An IS257-derived hybrid promoter directs transcription of a tetA(K) tetracycline resistance gene in the Staphylococcus aureus chromosomal mec region.

Abstract

Transcription of the tetA(K) tetracycline resistance determinant encoded by an IS257-flanked cointegrated copy of a pT181-like plasmid, located within the chromosomal mec region of a methicillin-resistant Staphylococcus aureus isolate, has been investigated. The results demonstrated that transcription of tetA(K) in this strain is directed by both an IS257-derived hybrid promoter, which is stronger than the native tetA(K) promoter in the autonomous form of pT181, and a complete outwardly directed promoter identified within one end of IS257. Despite lower gene dosage, the chromosomal configuration was shown to afford a higher level of resistance than that mediated by pT181 in an autonomous multicopy state.
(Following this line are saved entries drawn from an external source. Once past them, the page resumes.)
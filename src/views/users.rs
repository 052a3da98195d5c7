use super::forms::{BankAccountCreationForm, TransactionForm, UserCreationForm};
use super::primitives::{Button, Modal};
use super::user_card::UserCard;
use crate::console::Console;
use crate::directory::Directory;
use dioxus::prelude::*;

const MAIN_CSS: Asset = asset!("/assets/main.css");

#[component]
pub fn Users(console: Console) -> Element {
    let mut directory = use_signal(|| console.snapshot());
    let mut show_user_form = use_signal(|| false);
    let mut show_account_form = use_signal(|| false);
    let mut show_transaction_form = use_signal(|| false);

    let init_console = console.clone();
    use_future(move || {
        let console = init_console.clone();
        async move { console.initialize().await }
    });

    let watched_console = console.clone();
    use_future(move || {
        let mut receiver = watched_console.subscribe();
        async move {
            loop {
                let snapshot = receiver.borrow_and_update().clone();
                directory.set(snapshot);
                if receiver.changed().await.is_err() {
                    log::debug!("Console dropped, no more directory updates");
                    break;
                }
            }
        }
    });

    let no_users = directory.read().users().is_empty();

    rsx! {
        document::Link { rel: "stylesheet", href: MAIN_CSS }
        div { class: "user-container",
            h2 { "Users" }
            div { class: "action-buttons",
                Button {
                    class: "create-user",
                    on_click: move |_| show_user_form.set(true),
                    "Create User"
                }
                Button {
                    class: "create-bank-account",
                    disabled: no_users,
                    on_click: move |_| show_account_form.set(true),
                    "Create Bank Account"
                }
                Button {
                    class: "create-transaction",
                    disabled: no_users,
                    on_click: move |_| show_transaction_form.set(true),
                    "Create Transaction"
                }
            }
            Modal {
                show: show_user_form(),
                on_close: move |_| show_user_form.set(false),
                UserCreationForm {
                    console: console.clone(),
                    on_close: move |_| show_user_form.set(false),
                }
            }
            Modal {
                show: show_account_form(),
                on_close: move |_| show_account_form.set(false),
                BankAccountCreationForm {
                    console: console.clone(),
                    on_close: move |_| show_account_form.set(false),
                }
            }
            Modal {
                show: show_transaction_form(),
                on_close: move |_| show_transaction_form.set(false),
                TransactionForm {
                    console: console.clone(),
                    on_close: move |_| show_transaction_form.set(false),
                }
            }
            UserList { console: console.clone(), directory: directory() }
        }
    }
}

#[component]
fn UserList(console: Console, directory: Directory) -> Element {
    if directory.loading {
        return rsx! {
            div { "Loading..." }
        };
    }

    rsx! {
        div { class: "user-list",
            if let Some(message) = &directory.message {
                div { class: "message", "{message}" }
            }
            if let Some(error) = &directory.error {
                div { class: "error", "Error: {error}" }
            }
            div { class: "card-grid",
                for user in directory.users().iter() {
                    UserCard {
                        key: "{user.user_id}",
                        console: console.clone(),
                        user: user.clone(),
                    }
                }
            }
        }
    }
}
Furthermore, competition studies revealed that a strain carrying the chromosomal tetA(K) determinant exhibited a higher level of fitness in the presence of tetracycline but not in its absence. This finding suggests that tetracycline has been a selective factor in the emergence of strains carrying a cointegrated pT181-like plasmid in their chromosomes. The results highlight the potential of IS257 to influence the expression of neighboring genes, a property likely to enhance its capacity to mediate advantageous genetic rearrangements.